There's a widespread feeling that more trees should be planted but I have to say I think there are too many! Trees have been planted along the Piccadilly Gateway route of Piccadilly, London Road and down along Ardwick Green. Perhaps they're trying to turn Manchester into a kind of 'Aix-en-Provence of the North'! Looking on many old photographs many street scenes are refreshingly clear of trees, too many of which block views, attract pigeons and turn urban spaces into an urban jungle! Thanks as ever for your comments!

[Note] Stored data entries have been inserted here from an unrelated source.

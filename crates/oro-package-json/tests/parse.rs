use indexmap::IndexMap;
use oro_common::{package_id, Library};
use oro_package_json::{parse, parse_str, OroPackageJsonError, Package, PackageJsonParser};
use pretty_assertions::assert_eq;

type Result<T> = std::result::Result<T, OroPackageJsonError>;

fn deps(pairs: &[(&str, &str)]) -> IndexMap<String, String> {
    pairs
        .iter()
        .map(|(k, v)| (k.to_string(), v.to_string()))
        .collect()
}

#[test]
fn full_manifest() -> Result<()> {
    let pkg = parse_str(
        r#"{"name":"left-pad","version":"1.3.0","license":"WTFPL","dependencies":{"foo":"^1.0.0"}}"#,
    )?;
    assert_eq!(
        pkg,
        Some(Package {
            library: Library {
                id: package_id("left-pad", "1.3.0"),
                name: "left-pad".into(),
                version: "1.3.0".into(),
                license: "WTFPL".into(),
            },
            dependencies: deps(&[("foo", "^1.0.0")]),
            optional_dependencies: IndexMap::new(),
        })
    );
    Ok(())
}

#[test]
fn empty_documents_describe_no_package() -> Result<()> {
    for input in [
        "{}",
        "  {}\n",
        r#"{"name": "", "version": ""}"#,
        r#"{"name": null, "license": null}"#,
        r#"{"license": "", "dependencies": {}, "optionalDependencies": {}}"#,
        r#"{"license": {"url": "https://example.com/LICENSE"}}"#,
        r#"{"license": {"type": 1}}"#,
        r#"{"license": ["MIT"]}"#,
        r#"{"description": "only unknown keys", "scripts": {"test": "jest"}}"#,
    ] {
        assert_eq!(parse_str(input)?, None, "input: {input}");
    }
    Ok(())
}

#[test]
fn nameless_with_license() -> Result<()> {
    let pkg = parse_str(r#"{"license": "MIT"}"#)?.unwrap();
    assert_eq!(pkg.library.name, "no-package-name");
    assert_eq!(pkg.library.version, "");
    assert_eq!(pkg.library.license, "MIT");
    assert_eq!(pkg.library.id, package_id("no-package-name", ""));
    Ok(())
}

#[test]
fn nameless_with_dependencies() -> Result<()> {
    let pkg = parse_str(r#"{"version": "0.1.0", "dependencies": {"react": "^18.2.0"}}"#)?.unwrap();
    assert_eq!(pkg.library.name, "no-package-name");
    assert_eq!(pkg.library.version, "0.1.0");
    assert_eq!(pkg.dependencies, deps(&[("react", "^18.2.0")]));
    Ok(())
}

#[test]
fn nameless_with_optional_dependencies() -> Result<()> {
    let pkg = parse_str(r#"{"optionalDependencies": {"fsevents": "~2.3.2"}}"#)?.unwrap();
    assert_eq!(pkg.library.name, "no-package-name");
    assert!(pkg.dependencies.is_empty());
    assert_eq!(pkg.optional_dependencies, deps(&[("fsevents", "~2.3.2")]));
    Ok(())
}

#[test]
fn name_only() -> Result<()> {
    let pkg = parse_str(r#"{"name": "workspace-root", "private": true}"#)?.unwrap();
    assert_eq!(pkg.library.name, "workspace-root");
    assert_eq!(pkg.library.id, package_id("workspace-root", ""));
    assert_eq!(pkg.library.license, "");
    Ok(())
}

#[test]
fn version_only_keeps_placeholder_name() -> Result<()> {
    let pkg = parse_str(r#"{"version": "2.0.0"}"#)?.unwrap();
    assert_eq!(pkg.library.name, "no-package-name");
    assert_eq!(pkg.library.id, package_id("no-package-name", "2.0.0"));
    Ok(())
}

#[test]
fn legacy_license_object() -> Result<()> {
    let pkg = parse_str(
        r#"{"name": "old", "version": "0.0.1", "license": {"type": "ISC", "url": "https://opensource.org/licenses/ISC"}}"#,
    )?
    .unwrap();
    assert_eq!(pkg.library.license, "ISC");
    Ok(())
}

#[test]
fn odd_license_shapes_do_not_block_extraction() -> Result<()> {
    let pkg = parse_str(
        r#"{"name": "odd", "license": {"type": ["MIT"]}, "dependencies": {"a": "1"}}"#,
    )?
    .unwrap();
    assert_eq!(pkg.library.license, "");
    assert_eq!(pkg.dependencies, deps(&[("a", "1")]));
    Ok(())
}

#[test]
fn dependency_order_is_preserved() -> Result<()> {
    let pkg = parse_str(r#"{"name": "x", "dependencies": {"zeta": "1", "alpha": "2", "mid": "3"}}"#)?
        .unwrap();
    assert_eq!(
        pkg.dependencies.keys().map(String::as_str).collect::<Vec<_>>(),
        vec!["zeta", "alpha", "mid"]
    );
    Ok(())
}

#[test]
fn malformed_json() {
    for input in [
        r#"{"name":"#,
        "",
        "not json",
        r#"{"name": "a",}"#,
        r#"{"name": "a"} trailing"#,
    ] {
        let err = parse_str(input).unwrap_err();
        assert!(
            matches!(err, OroPackageJsonError::DecodeError(_)),
            "input: {input}"
        );
    }
}

#[test]
fn wrong_shape() {
    for input in [
        "[]",
        "null",
        "42",
        r#""package""#,
        r#"{"name": 42}"#,
        r#"{"version": 1.0}"#,
        r#"{"dependencies": ["foo"]}"#,
        r#"{"optionalDependencies": {"foo": true}}"#,
    ] {
        let err = parse_str(input).unwrap_err();
        assert!(
            matches!(err, OroPackageJsonError::DecodeError(_)),
            "input: {input}"
        );
    }
}

#[test]
fn decode_error_keeps_location() {
    let err = parse_str("{\n  \"name\": \"a\",\n  \"version\": }").unwrap_err();
    let OroPackageJsonError::DecodeError(inner) = &err;
    assert_eq!(inner.line(), 3);
    assert!(err.to_string().starts_with("Failed to decode package.json"));
}

#[test]
fn reads_from_any_reader() -> Result<()> {
    let bytes = br#"{"name": "from-reader", "version": "1.0.0"}"#;
    let pkg = parse(&bytes[..])?.unwrap();
    assert_eq!(pkg.library.id, "from-reader@1.0.0");

    let cursor = std::io::Cursor::new(bytes.to_vec());
    let again = PackageJsonParser::new().parse(cursor)?.unwrap();
    assert_eq!(pkg, again);
    Ok(())
}

#[test]
fn same_bytes_same_result() -> Result<()> {
    let input = r#"{"name": "@scope/pkg", "version": "3.1.4", "license": {"type": "MIT"},
        "dependencies": {"b": "^1", "a": "^2"}, "optionalDependencies": {"c": "*"}}"#;
    let first = parse_str(input)?;
    let second = parse_str(input)?;
    assert_eq!(first, second);
    assert_eq!(first.unwrap().library.id, "@scope/pkg@3.1.4");
    Ok(())
}

#[test]
fn parser_is_shareable_across_threads() {
    let parser = PackageJsonParser::new();
    let handles = (0..4)
        .map(|i| {
            std::thread::spawn(move || {
                let json = format!(r#"{{"name": "pkg-{i}", "version": "1.0.{i}"}}"#);
                parser.parse(json.as_bytes()).unwrap().unwrap().library.id
            })
        })
        .collect::<Vec<_>>();
    let ids = handles
        .into_iter()
        .map(|h| h.join().unwrap())
        .collect::<Vec<_>>();
    assert_eq!(
        ids,
        vec!["pkg-0@1.0.0", "pkg-1@1.0.1", "pkg-2@1.0.2", "pkg-3@1.0.3"]
    );
}

#[test]
fn null_constraints_default_to_empty() -> Result<()> {
    let pkg = parse_str(r#"{"name":"a","dependencies":{"x":null}}"#)?.unwrap();
    assert_eq!(pkg.dependencies, deps(&[("x", "")]));

    let pkg = parse_str(r#"{"name":"a","optionalDependencies":{"x":null}}"#)?.unwrap();
    assert_eq!(pkg.optional_dependencies, deps(&[("x", "")]));

    let pkg = parse_str(r#"{"dependencies":{"x":null}}"#)?.unwrap();
    assert_eq!(pkg.library.name, "no-package-name");
    Ok(())
}

#[test]
fn repeated_keys_keep_last_value() -> Result<()> {
    let pkg = parse_str(r#"{"name":"a","name":"b"}"#)?.unwrap();
    assert_eq!(pkg.library.name, "b");
    assert_eq!(pkg.library.id, package_id("b", ""));

    let pkg = parse_str(
        r#"{"name":"c","license":"MIT","license":{"type":"ISC"},"dependencies":{"x":"1"},"dependencies":{"y":"2"}}"#,
    )?
    .unwrap();
    assert_eq!(pkg.library.license, "ISC");
    assert_eq!(pkg.dependencies, deps(&[("y", "2")]));

    assert_eq!(parse_str(r#"{"name":"a","name":""}"#)?, None);
    Ok(())
}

I cannot imagine that the marvellous hospital facades along Oxford Rd will be demolished as I understand they are listed buildings. Putting a new building behind an old facade, as they've done with the old Stockport Infirmary building, can work very well, but I think it's preferable to keep the building in its entirety where possible. People often think that now it's the 21st century we need to have buildings to match, but if you go to Prague, you'll see wonderful completely original buildings from the Middle Ages with state of the art offices and computer equipment inside. That's what I call truly 21st century thinking - retaining the best of the past and making it part of our future.
I haven't changed my opinion, I still dislike tne new Piccadilly Gardens. But I noticed people were using and enjoying them, and if that's the case, then my opinion is irrelevant! I had already changed my mind about the fountains and mentioned that in the Piccadilly 2002 article. I'm not afraid to change my mind, I am completely independent, I don't represent any organisation or company, and my loyalty is ultimately to our fascinating but flawed city and conurbation. I try to stimulate debate by expressing my opinions. Someone wrote on another website that Eyewitness in Manchester was 'good but very opinionated' - I think that without my opinions, and those of the contributors to this page, there would be less reason to look at this website! As for the Civic Society, I think if you look at their newspaper Forum, accessible from their website www.manchestercivic.org.uk you'll find they hava a very constructive attitude to development, and they don't just want to preserve everything. Thanks for your message and please don't be so silent in future!
What a great show it was, loved every minute of it. We particularly enjoyed the marathons and the 50 km walk, showed us a lot of Manchester that did not exist when we lived there, The Quays, the Lowry and the Imperial War Museum, the tri-athlon swim in the canal, amazing that it has cleaned up so well.
The sports venues are terrific, bet Manchester City cannot wait to get
their hands on the stadium, or should that be feet. The velodrome and
the pool are a brilliant too, they should get a lot of use in the future
and maybe nurture more medal winners.
Yes, congratulations to the organisers of the Manchester Commonwealth Games who worked extremely hard and pulled out all the stops to make sure the event was the success it was. If they had got it wrong, it would have been a disaster for Manchester and the north west, but in the event, they got it right, and we will be reaping the benefits for years to come.